My idea was to use this as a convenient way of archiving old
conferences.  When I proposed this in Coop, people objected
because of the search engine indexing issue.  At that time I
wasn't well-acquainted with the techniques for preventing it,
and I don't think the objectors were either.)

<end parenthetical aside, back to the subject at hand>

One way to go would be to this on a conference-by-conference
basis, with the decision left to the conference participants,
and in no case index older material retroactively.
pfv
response 26 of 123: Mark Unseen   Jun 8 18:11 UTC 2000

        Actually, I would think that:

        1) nothing before acceptance was indexable;
        2) Items should be flagged as indexable and ANNOUNCED at reply;
        3) The current "Ok to enter this response?" garbage would go
           another step - "You know this item is web-indexable?".

        Personally, I see absolutely zero advantage to grex OR mnut ever
        being as stupid as to allow their confs/items/resp being
        indexable.
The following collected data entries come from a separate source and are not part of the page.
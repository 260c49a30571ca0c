//! Latency-insensitive half-channels
//!
//! A SEND (`LiSend`) and a RECV (`LiRecv`) become a channel once they share
//! a `BoundedQueue`. Wiring happens either through the name matcher during
//! elaboration or through an explicit `connect`.
//!
//! A SEND owns a fan-out list of queues: connecting one SEND to several
//! RECVs gives each RECV its own queue and every value is enqueued on all
//! of them (multicast). Several SENDs connected to one RECV share that
//! RECV's queue (merge). Each queue still has exactly one consumer.
//!
//! Unconnected endpoints degrade instead of failing: an unconnected SEND
//! drops values, an unconnected RECV reports empty. Both log a diagnostic
//! the first time it happens.

use crate::error::TryPushError;
use crate::queue::BoundedQueue;
use crate::spinlock::SpinLock;
use crate::{kdebug, kerror, kwarn};

use std::sync::atomic::{AtomicBool, Ordering};
use std::sync::{Arc, OnceLock};
use std::time::Duration;

/// Default depth of a freshly allocated channel queue (`LINC_QUEUE_DEPTH`)
pub const LINC_QUEUE_DEPTH: usize = 16;

pub(crate) struct SendLink<T> {
    pub(crate) name: String,
    fanout: SpinLock<Vec<Arc<BoundedQueue<T>>>>,
    warned: AtomicBool,
}

pub(crate) struct RecvLink<T> {
    pub(crate) name: String,
    queue: OnceLock<Arc<BoundedQueue<T>>>,
    warned: AtomicBool,
}

impl<T> SendLink<T> {
    fn new(name: String) -> Self {
        Self { name, fanout: SpinLock::new(Vec::new()), warned: AtomicBool::new(false) }
    }

    fn is_connected(&self) -> bool {
        !self.fanout.lock().is_empty()
    }

    fn feeds(&self, queue: &Arc<BoundedQueue<T>>) -> bool {
        self.fanout.lock().iter().any(|q| Arc::ptr_eq(q, queue))
    }

    fn attach(&self, queue: Arc<BoundedQueue<T>>) {
        self.fanout.lock().push(queue);
    }
}

impl<T> RecvLink<T> {
    fn new(name: String) -> Self {
        Self { name, queue: OnceLock::new(), warned: AtomicBool::new(false) }
    }
}

/// How a `connect` call wired the two endpoints
#[derive(Debug, Clone, Copy, PartialEq, Eq)]
pub enum ConnectKind {
    /// Neither side was connected; a new queue was allocated
    Direct,
    /// SEND already fed other RECVs; the RECV got its own queue in the fan-out
    Multicast,
    /// RECV already had producers; the SEND joined its queue
    Merge,
    /// Both sides were connected already; nothing changed
    AlreadyConnected,
}

/// Wire a SEND to a RECV.
///
/// Never fails: connecting two already-connected endpoints is logged as an
/// error and otherwise ignored.
pub fn connect<T>(send: &LiSend<T>, recv: &LiRecv<T>, depth: usize) -> ConnectKind {
    link(&send.link, &recv.link, depth)
}

pub(crate) fn link<T>(send: &SendLink<T>, recv: &RecvLink<T>, depth: usize) -> ConnectKind {
    match (send.is_connected(), recv.queue.get()) {
        (true, Some(queue)) => {
            if send.feeds(queue) {
                kdebug!("connect: '{}' -> '{}' already wired", send.name, recv.name);
            } else {
                kerror!(
                    "connect: '{}' and '{}' are both connected elsewhere; ignoring",
                    send.name, recv.name
                );
            }
            ConnectKind::AlreadyConnected
        }
        (false, Some(queue)) => {
            send.attach(Arc::clone(queue));
            ConnectKind::Merge
        }
        (sending, None) => {
            let queue = Arc::new(BoundedQueue::new(depth));
            let queue = Arc::clone(recv.queue.get_or_init(|| queue));
            send.attach(queue);
            if sending {
                ConnectKind::Multicast
            } else {
                ConnectKind::Direct
            }
        }
    }
}

/// Producer half of an LI channel
pub struct LiSend<T> {
    pub(crate) link: Arc<SendLink<T>>,
}

impl<T> LiSend<T> {
    /// An unconnected SEND; wire it with `connect` or the matcher
    pub fn new(name: impl Into<String>) -> Self {
        Self { link: Arc::new(SendLink::new(name.into())) }
    }

    pub fn name(&self) -> &str {
        &self.link.name
    }

    pub fn is_connected(&self) -> bool {
        self.link.is_connected()
    }

    /// Number of RECV queues this SEND feeds
    pub fn fanout(&self) -> usize {
        self.link.fanout.lock().len()
    }

    /// True when every queue in the fan-out has room. An unconnected SEND
    /// is never full (its values are dropped).
    pub fn not_full(&self) -> bool {
        self.link.fanout.lock().iter().all(|q| !q.is_full())
    }
}

impl<T: Clone> LiSend<T> {
    /// Enqueue `value` on every connected RECV.
    ///
    /// Blocks the calling thread if a queue is full; guard the rule with
    /// `not_full()` first.
    pub fn enq(&self, value: T) {
        let queues = self.link.fanout.lock().clone();
        let Some((last, rest)) = queues.split_last() else {
            self.warn_dangling();
            return;
        };
        for q in rest {
            q.push(value.clone());
        }
        last.push(value);
    }

    /// Enqueue only if every queue has room; otherwise hand the value back.
    /// Never blocks: a slot is claimed in each queue first, and all claims
    /// are dropped if any queue is full.
    pub fn try_enq(&self, value: T) -> Result<(), TryPushError<T>> {
        let queues = self.link.fanout.lock().clone();
        if queues.is_empty() {
            self.warn_dangling();
            return Ok(());
        }
        let mut slots = Vec::with_capacity(queues.len());
        for q in &queues {
            match q.try_reserve() {
                Some(slot) => slots.push(slot),
                None => return Err(TryPushError(value)),
            }
        }
        let Some(last) = slots.pop() else {
            return Err(TryPushError(value));
        };
        for slot in slots {
            slot.fill(value.clone());
        }
        last.fill(value);
        Ok(())
    }

    fn warn_dangling(&self) {
        if !self.link.warned.swap(true, Ordering::Relaxed) {
            kwarn!("SEND '{}' is not connected; dropping values", self.link.name);
        }
    }
}

impl<T> std::fmt::Debug for LiSend<T> {
    fn fmt(&self, f: &mut std::fmt::Formatter<'_>) -> std::fmt::Result {
        f.debug_struct("LiSend")
            .field("name", &self.link.name)
            .field("fanout", &self.fanout())
            .finish()
    }
}

/// Consumer half of an LI channel, with a one-element peek buffer
pub struct LiRecv<T> {
    pub(crate) link: Arc<RecvLink<T>>,
    head: SpinLock<Option<T>>,
}

impl<T> LiRecv<T> {
    pub fn new(name: impl Into<String>) -> Self {
        Self {
            link: Arc::new(RecvLink::new(name.into())),
            head: SpinLock::new(None),
        }
    }

    pub fn name(&self) -> &str {
        &self.link.name
    }

    pub fn is_connected(&self) -> bool {
        self.link.queue.get().is_some()
    }

    /// True if a value is available, pulling one into the peek buffer
    pub fn not_empty(&self) -> bool {
        let mut head = self.head.lock();
        if head.is_none() {
            *head = self.queue().and_then(|q| q.try_pop());
        }
        head.is_some()
    }

    #[inline]
    pub fn is_empty(&self) -> bool {
        !self.not_empty()
    }

    /// Remove and return the next value, `None` if nothing is queued
    pub fn deq(&self) -> Option<T> {
        if let Some(v) = self.head.lock().take() {
            return Some(v);
        }
        self.queue().and_then(|q| q.try_pop())
    }

    /// Blocking receive for code running outside a module task.
    /// Returns `None` on timeout.
    pub fn deq_timeout(&self, timeout: Duration) -> Option<T> {
        if let Some(v) = self.head.lock().take() {
            return Some(v);
        }
        match self.queue() {
            Some(q) => q.pop_timeout(timeout),
            None => {
                std::thread::sleep(timeout);
                None
            }
        }
    }

    fn queue(&self) -> Option<&Arc<BoundedQueue<T>>> {
        let q = self.link.queue.get();
        if q.is_none() && !self.link.warned.swap(true, Ordering::Relaxed) {
            kwarn!("RECV '{}' is not connected; it will never produce values", self.link.name);
        }
        q
    }
}

impl<T: Clone> LiRecv<T> {
    /// Copy of the next value without consuming it
    pub fn peek(&self) -> Option<T> {
        if self.not_empty() {
            self.head.lock().clone()
        } else {
            None
        }
    }
}

impl<T> std::fmt::Debug for LiRecv<T> {
    fn fmt(&self, f: &mut std::fmt::Formatter<'_>) -> std::fmt::Result {
        f.debug_struct("LiRecv")
            .field("name", &self.link.name)
            .field("connected", &self.is_connected())
            .finish()
    }
}

/// Convenience: build and connect an unnamed SEND/RECV pair
pub fn li_channel<T>(name: &str, depth: usize) -> (LiSend<T>, LiRecv<T>) {
    let send = LiSend::new(name);
    let recv = LiRecv::new(name);
    connect(&send, &recv, depth);
    (send, recv)
}

#[cfg(test)]
mod tests {
    use super::*;

    #[test]
    fn test_direct_connect_fifo() {
        let (tx, rx) = li_channel::<u32>("x", 4);
        assert!(tx.is_connected() && rx.is_connected());
        tx.enq(1);
        tx.enq(2);
        assert_eq!(rx.peek(), Some(1));
        assert_eq!(rx.deq(), Some(1));
        assert_eq!(rx.deq(), Some(2));
        assert!(rx.is_empty());
    }

    #[test]
    fn test_multicast_both_receivers_see_everything() {
        let tx = LiSend::<u32>::new("fan");
        let a = LiRecv::new("a");
        let b = LiRecv::new("b");
        assert_eq!(connect(&tx, &a, 8), ConnectKind::Direct);
        assert_eq!(connect(&tx, &b, 8), ConnectKind::Multicast);
        assert_eq!(tx.fanout(), 2);

        for v in [1, 2, 3] {
            tx.enq(v);
        }
        let drain = |r: &LiRecv<u32>| std::iter::from_fn(|| r.deq()).collect::<Vec<_>>();
        assert_eq!(drain(&a), vec![1, 2, 3]);
        assert_eq!(drain(&b), vec![1, 2, 3]);
    }

    #[test]
    fn test_merge_shares_receiver_queue() {
        let t1 = LiSend::<u8>::new("t1");
        let t2 = LiSend::<u8>::new("t2");
        let rx = LiRecv::new("rx");
        assert_eq!(connect(&t1, &rx, 4), ConnectKind::Direct);
        assert_eq!(connect(&t2, &rx, 4), ConnectKind::Merge);
        t1.enq(1);
        t2.enq(2);
        assert_eq!(rx.deq(), Some(1));
        assert_eq!(rx.deq(), Some(2));
    }

    #[test]
    fn test_double_connect_is_ignored() {
        let (tx, rx) = li_channel::<u8>("dup", 4);
        assert_eq!(connect(&tx, &rx, 4), ConnectKind::AlreadyConnected);
        assert_eq!(tx.fanout(), 1);
    }

    #[test]
    fn test_unconnected_endpoints_degrade() {
        let tx = LiSend::<u8>::new("nowhere");
        assert!(tx.not_full());
        tx.enq(5);
        assert!(tx.try_enq(6).is_ok());

        let rx = LiRecv::<u8>::new("nothing");
        assert!(rx.is_empty());
        assert_eq!(rx.deq(), None);
        assert_eq!(rx.peek(), None);
    }

    #[test]
    fn test_try_enq_full_returns_value() {
        let (tx, rx) = li_channel::<u8>("small", 1);
        tx.try_enq(1).unwrap();
        assert!(!tx.not_full());
        assert_eq!(tx.try_enq(2), Err(TryPushError(2)));
        assert_eq!(rx.deq(), Some(1));
        assert!(tx.not_full());
    }

    #[test]
    fn test_merged_producers_never_block() {
        let rx = LiRecv::<u32>::new("merged");
        let a = LiSend::<u32>::new("a");
        let b = LiSend::<u32>::new("b");
        assert_eq!(connect(&a, &rx, 4), ConnectKind::Direct);
        assert_eq!(connect(&b, &rx, 4), ConnectKind::Merge);

        // Both producers race on one four-slot queue nobody drains
        let producers: Vec<_> = [a, b]
            .into_iter()
            .map(|tx| {
                std::thread::spawn(move || {
                    (0..100u32).filter(|&i| tx.try_enq(i).is_ok()).count()
                })
            })
            .collect();
        let accepted: usize = producers.into_iter().map(|p| p.join().unwrap()).sum();
        assert_eq!(accepted, 4);

        let mut got = 0;
        while rx.deq().is_some() {
            got += 1;
        }
        assert_eq!(got, 4);
    }

    #[test]
    fn test_multicast_try_enq_is_all_or_nothing() {
        let tx = LiSend::<u8>::new("fan");
        let (r1, r2) = (LiRecv::<u8>::new("r1"), LiRecv::<u8>::new("r2"));
        connect(&tx, &r1, 2);
        assert_eq!(connect(&tx, &r2, 1), ConnectKind::Multicast);

        tx.try_enq(1).unwrap();
        // r2 is full, so r1 must not see the value either
        assert_eq!(tx.try_enq(2), Err(TryPushError(2)));
        assert_eq!(r1.deq(), Some(1));
        assert_eq!(r1.deq(), None);
        assert_eq!(r2.deq(), Some(1));
        tx.try_enq(3).unwrap();
        assert_eq!((r1.deq(), r2.deq()), (Some(3), Some(3)));
    }

    #[test]
    fn test_peek_does_not_consume() {
        let (tx, rx) = li_channel::<u8>("p", 2);
        tx.enq(9);
        assert_eq!(rx.peek(), Some(9));
        assert_eq!(rx.peek(), Some(9));
        assert!(!rx.is_empty());
        assert_eq!(rx.deq(), Some(9));
        assert!(rx.is_empty());
    }
}
//! Channel I/O configuration
//!
//! Both ends of a link must use the same credit budget: the receiver sizes
//! its inbound queues from it.

use crate::error::ChanioError;
use leap_core::env::env_get;
use leap_core::kprintln;

pub mod defaults {
    /// Chunk credits per directional channel
    pub const CREDITS: u32 = 64;
}

#[derive(Debug, Clone)]
pub struct ChanioConfig {
    /// Credits (in chunks) each outbound channel starts with
    pub credits: u32,
}

impl Default for ChanioConfig {
    fn default() -> Self {
        Self::from_env()
    }
}

impl ChanioConfig {
    /// Defaults with `LEAP_CHANIO_CREDITS` applied
    pub fn from_env() -> Self {
        Self { credits: env_get("LEAP_CHANIO_CREDITS", defaults::CREDITS) }
    }

    pub fn new() -> Self {
        Self { credits: defaults::CREDITS }
    }

    pub fn credits(mut self, n: u32) -> Self {
        self.credits = n;
        self
    }

    pub fn validate(&self) -> Result<(), ChanioError> {
        if self.credits == 0 {
            return Err(ChanioError::InvalidConfig("credits must be > 0"));
        }
        if self.credits > u16::MAX as u32 * 64 {
            return Err(ChanioError::InvalidConfig("credits unreasonably large"));
        }
        Ok(())
    }

    pub fn print(&self) {
        kprintln!("LEAP channel I/O configuration:");
        kprintln!("  credits:  {}", self.credits);
    }
}

#[cfg(test)]
mod tests {
    use super::*;

    #[test]
    fn test_validate() {
        assert!(ChanioConfig::new().validate().is_ok());
        assert_eq!(
            ChanioConfig::new().credits(0).validate(),
            Err(ChanioError::InvalidConfig("credits must be > 0"))
        );
    }
}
HOWEVER - I can see a local "index" that does a
        "find.." on a grand-scale. particularly from the webside, since
        the concept of a "hyperlink" in picospan is impossible.

        I can even see such an invaluable capability being "member-only"
        in hopes of gaining even further fundage..
scg
response 27 of 123: Mark Unseen   Jun 8 18:12 UTC 2000

My guess is that such a change would have a pretty serious chilling effect
on the conversations here.  I'd certainly think very carefully before posting
anything here that was likely to become the first thing anybody would find
out about me, doing a search of the entire web.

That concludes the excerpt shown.